The size of a small mobile phone, my stun gun will shoot 1 million volts of stun into anyone who tries to snatch my purse. It makes a delightfully fearsome noise when you test fire it. In fact, the carton says that most attackers will flee just upon hearing the stun gun test fired. Test firing my stun gun makes me laugh with wicked glee. It sounds exactly like what an attacker deserves.

My stun gun is an innocent pink color, which makes me smile. It looks so sweet, yet it can bring an assailant to his knees or knock him unconscious and make him shit his pants. Literally. I’m dying to try it on someone. One of my cats was lying on the chair, and the thought crossed my mind for a nanosecond, but I could never actually use it on my sweet kitty. No, I really want to try it on a person.

My mother has tried to convince her boyfriend to let her test her stun gun on him, but for once he isn’t up for trying something stupid. There’s a first time for everything, I guess.

Living on the edge of the ghetto, my little pink stun gun also brings me a feeling of security. If someone breaks into my house, he’s going to get stunned, then beaten with my Louisville Slugger. It’s what I call the SG&BB alarm system: Stun Gun & Baseball Bat.

In today’s society, any woman who travels alone or lives in a city should seriously consider owning a stun gun. My sister — who started this stun gun craze in my family — has carried one for several years, since she had a job that required her to travel extensively. She discovered that her stun gun, which looks like a flashlight, was remarkably easy to bring onto an airplane. I can’t help but wonder if 9/11 could have been stopped if some passengers, flight attendants or pilots had stun guns on them.

For that matter, consider school shootings. Although there is valid argument for permitting teachers to bring licensed guns into schools so they can defend themselves and their classes in gunman situations, stun guns are safer and could also effectively stop a gunman.

I found my stun gun a handy protector last night when I went to a friend’s house for a New Year’s Eve party. As I walked a block to my car at 12:45 a.m., I had my stun gun turned on and ready in my hand. Even as I walked to my house from my car, I kept it on and in my hand.

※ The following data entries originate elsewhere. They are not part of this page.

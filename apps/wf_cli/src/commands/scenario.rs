// apps/wf_cli/src/commands/scenario.rs

//! 情景输入命令

use anyhow::Result;
use chrono::NaiveDate;
use clap::{Args, Subcommand};
use serde_json::json;
use wf_analysis::{update_groundwater_inflow, BasinContext, GroundwaterInflow};
use wf_config::BasinConfig;
use wf_foundation::{WfError, WfResult};
use wf_grid::GeoPoint;

use super::{parse_field, parse_point, print_json};

/// 情景命令
#[derive(Subcommand)]
pub enum ScenarioCommand {
    /// 把地下水补给叠加到日径流栅格
    Groundwater(GroundwaterArgs),
}

/// 地下水补给参数
#[derive(Args)]
pub struct GroundwaterArgs {
    /// 起始日期 YYYY-MM-DD（含）
    #[arg(long)]
    pub start: String,

    /// 结束日期 YYYY-MM-DD（含）
    #[arg(long)]
    pub end: String,

    /// 湿地位置 `lat,lon`，可重复
    #[arg(long = "wetland", required = true, allow_hyphen_values = true)]
    pub wetlands: Vec<String>,

    /// 区间总补给量
    #[arg(long)]
    pub total_flow: String,
}

fn parse_date(field: &str, raw: &str) -> WfResult<NaiveDate> {
    NaiveDate::parse_from_str(raw.trim(), "%Y-%m-%d")
        .map_err(|_| WfError::validation(format!("字段 '{field}' 不是有效日期: '{raw}'")))
}

fn parse_wetland(raw: &str) -> WfResult<GeoPoint> {
    let (lat, lon) = raw
        .split_once(',')
        .ok_or_else(|| WfError::validation(format!("字段 'wetland' 必须形如 lat,lon: '{raw}'")))?;
    parse_point(lat, lon)
}

/// 执行情景命令
pub fn execute(config: BasinConfig, cmd: ScenarioCommand) -> Result<()> {
    match cmd {
        ScenarioCommand::Groundwater(args) => {
            let inflow = GroundwaterInflow {
                start: parse_date("start", &args.start)?,
                end: parse_date("end", &args.end)?,
                wetlands: args
                    .wetlands
                    .iter()
                    .map(|w| parse_wetland(w))
                    .collect::<WfResult<_>>()?,
                total_flow: parse_field("total_flow", &args.total_flow)?,
            };

            let context = BasinContext::new(config);
            let lonlat = context.lonlat()?;
            let days = update_groundwater_inflow(context.config(), &lonlat, &inflow)?;
            print_json(&json!({
                "days": days,
                "daily_increment": inflow.daily_increment(),
            }))
        }
    }
}

#[cfg(test)]
mod tests {
    use super::*;

    #[test]
    fn test_parse_wetland() {
        let p = parse_wetland("33.0,-100.0").unwrap();
        assert_eq!((p.lat, p.lon), (33.0, -100.0));
        assert!(parse_wetland("33.0").is_err());
        assert!(parse_wetland("33.0,west").unwrap_err().to_string().contains("lon"));
    }

    #[test]
    fn test_parse_date() {
        assert_eq!(
            parse_date("start", "2001-02-28").unwrap(),
            NaiveDate::from_ymd_opt(2001, 2, 28).unwrap()
        );
        assert!(parse_date("end", "2001-02-30").unwrap_err().to_string().contains("end"));
    }
}
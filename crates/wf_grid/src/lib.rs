// crates/wf_grid/src/lib.rs

//! WetFlow Grid Layer
//!
//! 网格层，负责把地理坐标映射到固定的流域网格，并在预计算的流向网络上
//! 定位水文意义上的关键单元（河口、下游水库、湿地出口）。
//!
//! # 模块概览
//!
//! - [`grid`]: 网格常量、`CellId`、`GeoPoint` 与坐标映射
//! - [`geo`]: 大圆距离与最近点查找
//! - [`tables`]: 辅助文本表（经纬度、水库、湿地、日期）
//! - [`flow_network`]: 流向网络加载、缓存与下游遍历
//!
//! # 示例
//!
//! ```
//! use wf_grid::{cell_of, CellId};
//!
//! assert_eq!(cell_of(34.95, -104.05), CellId::new(1));
//! ```

#![warn(missing_docs)]
#![warn(clippy::all)]

pub mod flow_network;
pub mod geo;
pub mod grid;
pub mod tables;

// 重导出核心类型
pub use flow_network::{FlowNetwork, FlowNetworkCache, SINK, TRAVERSAL_LIMIT};
pub use geo::{great_circle_distance, nearest_index, nearest_indices, EARTH_RADIUS_KM};
pub use grid::{
    cell_of, days_in_year, is_leap_year, CellId, GeoPoint, CELL_COUNT, GRID_COLS, GRID_ROWS,
};
pub use tables::{load_wetland_locations, DateTable, LonLatTable, ReservoirSet};
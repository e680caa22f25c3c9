// crates/wf_workflow/src/process.rs

//! 外部模型进程
//!
//! 启动即返回，不等待也不观察进程退出。完成与失败由外部通过
//! 完成钩子和恢复钩子回写作业状态。

use std::path::{Path, PathBuf};
use std::process::{Command, Stdio};

use thiserror::Error;
use tracing::info;

/// 进程启动错误
#[derive(Debug, Error)]
pub enum ProcessError {
    /// 脚本不存在
    #[error("Script not found: {0}")]
    ScriptNotFound(PathBuf),

    /// 启动失败
    #[error("Failed to spawn '{program}': {source}")]
    Spawn {
        /// 启动器程序
        program: String,
        /// 底层IO错误
        #[source]
        source: std::io::Error,
    },
}

/// 模型进程 trait
pub trait ModelProcess: Send + Sync {
    /// 异步启动脚本，返回进程ID
    fn launch(&self, script: &Path) -> Result<u32, ProcessError>;
}

/// 通过 shell 启动器运行脚本
///
/// 命令行为 `program [args...] <script>`，工作目录为脚本所在目录，
/// 标准输入输出全部丢弃。
#[derive(Debug, Clone)]
pub struct ShellLauncher {
    program: String,
    args: Vec<String>,
}

impl ShellLauncher {
    /// 创建启动器
    pub fn new(program: impl Into<String>, args: Vec<String>) -> Self {
        Self {
            program: program.into(),
            args,
        }
    }

    /// 启动器程序
    pub fn program(&self) -> &str {
        &self.program
    }
}

impl ModelProcess for ShellLauncher {
    fn launch(&self, script: &Path) -> Result<u32, ProcessError> {
        if !script.is_file() {
            return Err(ProcessError::ScriptNotFound(script.to_path_buf()));
        }
        // 工作目录切换后相对路径会失效
        let script = script
            .canonicalize()
            .map_err(|_| ProcessError::ScriptNotFound(script.to_path_buf()))?;

        let mut command = Command::new(&self.program);
        command
            .args(&self.args)
            .arg(&script)
            .stdin(Stdio::null())
            .stdout(Stdio::null())
            .stderr(Stdio::null());
        if let Some(dir) = script.parent() {
            command.current_dir(dir);
        }

        // 子进程句柄丢弃后进程继续运行
        let child = command.spawn().map_err(|source| ProcessError::Spawn {
            program: self.program.clone(),
            source,
        })?;

        let pid = child.id();
        info!("模型进程已启动: {} {} (pid {})", self.program, script.display(), pid);
        Ok(pid)
    }
}

#[cfg(test)]
mod tests {
    use super::*;

    #[test]
    fn test_missing_script() {
        let launcher = ShellLauncher::new("sh", Vec::new());
        assert!(matches!(
            launcher.launch(Path::new("/no/such/script.sh")),
            Err(ProcessError::ScriptNotFound(_))
        ));
    }

    #[cfg(unix)]
    #[test]
    fn test_relative_script_runs() {
        use std::time::{Duration, Instant};

        // 测试工作目录下的相对路径，与默认 base_path "." 的情形一致
        let dir = tempfile::tempdir_in(".").unwrap();
        let marker = dir.path().canonicalize().unwrap().join("ran.txt");
        let relative = Path::new(".")
            .join(dir.path().file_name().unwrap())
            .join("pre.sh");
        std::fs::write(&relative, format!("touch '{}'\n", marker.display())).unwrap();

        let launcher = ShellLauncher::new("sh", Vec::new());
        launcher.launch(&relative).unwrap();

        let deadline = Instant::now() + Duration::from_secs(10);
        while !marker.exists() && Instant::now() < deadline {
            std::thread::sleep(Duration::from_millis(20));
        }
        assert!(marker.exists());
    }

    #[test]
    fn test_missing_program() {
        let dir = tempfile::tempdir().unwrap();
        let script = dir.path().join("run.sh");
        std::fs::write(&script, "exit 0\n").unwrap();

        let launcher = ShellLauncher::new("wetflow-no-such-launcher", Vec::new());
        assert!(matches!(
            launcher.launch(&script),
            Err(ProcessError::Spawn { .. })
        ));
    }
}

Women don’t have the upper body strength that men do, and a stun gun allows them to reclaim the night, to walk without fear. I’m certainly not suggesting that anyone should go roaming around north Omaha (the actual ghetto) at 3 a.m., ever, or that anyone should take unnecessary risks. However, in today’s society, there are clearly times when women need to protect themselves. And I have my little pink stun gun for those times.